6.5.3. A C Leak Checker

The following program illustrates term I/O and the use of Prolog for a task that is a bit awkward when done in simple pattern-matching languages. It helps in detecting memory leaks in C programs.

To use the leak checker on a particular C program, replace all calls to malloc and free in your C code with calls to new functions (say report_malloc and report_free), which call the original functions and also report information about the calls. At initialization, your C program should open a special log file; report_malloc should print a line of the form

   malloc(Pointer, Description).

to the log file after its call to malloc, and report_free should print a line of the form

   free(Pointer).

after its call to free.

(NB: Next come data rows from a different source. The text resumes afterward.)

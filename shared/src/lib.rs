//! Shared utilities and common types for the blog server
//!
//! This crate provides common functionality used across all server modules:
//! - Configuration types and loading
//! - The API error response structure

pub mod config;
pub mod errors;

// Re-export commonly used items at crate root
pub use config::{
    AppConfig, DatabaseConfig, Environment, JwtConfig, LoggingConfig, ServerConfig,
};
pub use errors::{error_codes, ErrorResponse};
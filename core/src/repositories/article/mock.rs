//! Mock implementation of ArticleRepository for testing

use async_trait::async_trait;
use chrono::Utc;
use std::collections::BTreeMap;
use std::sync::Arc;
use tokio::sync::RwLock;

use crate::domain::entities::article::{Article, NewArticle};
use crate::errors::DomainError;

use super::trait_::ArticleRepository;

/// Mock article repository for testing
#[derive(Clone)]
pub struct MockArticleRepository {
    articles: Arc<RwLock<BTreeMap<i64, Article>>>,
    next_id: Arc<RwLock<i64>>,
}

impl MockArticleRepository {
    /// Create a new mock repository
    pub fn new() -> Self {
        Self {
            articles: Arc::new(RwLock::new(BTreeMap::new())),
            next_id: Arc::new(RwLock::new(1)),
        }
    }
}

impl Default for MockArticleRepository {
    fn default() -> Self {
        Self::new()
    }
}

#[async_trait]
impl ArticleRepository for MockArticleRepository {
    async fn save(&self, article: NewArticle) -> Result<Article, DomainError> {
        let mut articles = self.articles.write().await;
        let mut next_id = self.next_id.write().await;

        let now = Utc::now();
        let created = Article {
            id: *next_id,
            title: article.title,
            content: article.content,
            created_at: now,
            updated_at: now,
        };
        *next_id += 1;

        articles.insert(created.id, created.clone());
        Ok(created)
    }

    async fn find_all(&self) -> Result<Vec<Article>, DomainError> {
        let articles = self.articles.read().await;
        Ok(articles.values().cloned().collect())
    }

    async fn find_by_id(&self, id: i64) -> Result<Option<Article>, DomainError> {
        let articles = self.articles.read().await;
        Ok(articles.get(&id).cloned())
    }

    async fn update(&self, article: Article) -> Result<Article, DomainError> {
        let mut articles = self.articles.write().await;

        if !articles.contains_key(&article.id) {
            return Err(DomainError::not_found(article.id));
        }

        articles.insert(article.id, article.clone());
        Ok(article)
    }

    async fn delete_by_id(&self, id: i64) -> Result<bool, DomainError> {
        let mut articles = self.articles.write().await;
        Ok(articles.remove(&id).is_some())
    }
}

Here, Pointer is an integer representing the address allocated, and Description is a double-quoted string describing the block being allocated; for instance,

   malloc(4372, “B-tree node”).
   malloc(4400, “Parse tree leaf”).
   free(4372).
   free(4400).

After a run of your program, call the leakcheck predicate on the log file. leakcheck reports on any pointers allocated but not freed and also on any memory that may be allocated twice or freed without being allocated:

Listing 6.4. A C leak checker.

   % leakcheck(Filename):  top-level predicate.  Takes filename
   % (e.g. single-quoted constant) as argument.
   leakcheck(Filename) :-
    see(Filename),
    read_process([]),
    seen.

   % read_process(Allocated):  given the pointers known to be
   % Allocated so far, read and process the rest of the reports in
   % the log file.
   read_process(Allocated) :-
    read(Report),
    process(Report, Allocated).

   % process(Report, Allocated):  process Report and the rest
   % of the reports in the file, given the pointers known to be
   % Allocated so far.
   process(end_of_file, []) :-
    !,
    nl,
    write(‘No leaks detected.’), nl.
   process(end_of_file, Allocated) :-
    nl,
    write(‘Pointers allocated but not freed:’), nl,
    report_allocated(Allocated).
   process(malloc(Pointer,_), Allocated) :-
    member(Allocated, malloc(Pointer,_)),
    !,
    write(‘* Memory allocated twice at address ‘),
    write(Pointer), write(‘.’), nl,
    read_process(Allocated).
   process(malloc(Pointer,Desc), Allocated) :-
    read_process([malloc(Pointer,Desc)|Allocated]).
   process(free(Pointer), Allocated) :-
    delete(Allocated, malloc(Pointer,_), Rest_allocated),
    !,
    read_process(Rest_allocated).
   process(free(Pointer), Allocated) :-
    write(‘* Attempt to free memory not allocated at address    ‘),
    write(Pointer), write(‘.’), nl,
    read_process(Allocated).

   report_allocated([]).
   report_allocated([malloc(Pointer,Desc)|Reports]) :-
     write(‘  Address ‘),
     write(Pointer),
     write(‘: ‘),
     writestring(Desc),
     nl,
     report_allocated(Reports).

   % Standard predicates.

   member([X|_], X).
   member([_|Xs], Y) :-
    member(Xs, Y).

   delete([X|Xs], X, Xs) :-
    !.
   delete([X|Xs], Y, [X|Zs]) :-
     delete(Xs, Y, Zs).

   writestring([]).
   writestring([C|Cs]) :-
     put(C),
     writestring(Cs).

6.5.4. The Game of Life

This program implements John Horton Conway’s Game of Life, as described in Gardner’s work (1983). The implementation incorporates suggestions by William Clocksin, for which I am very grateful. Note the use of an operator declaration and multi-arity predicates and some exploitation of first-argument indexing to achieve efficiency.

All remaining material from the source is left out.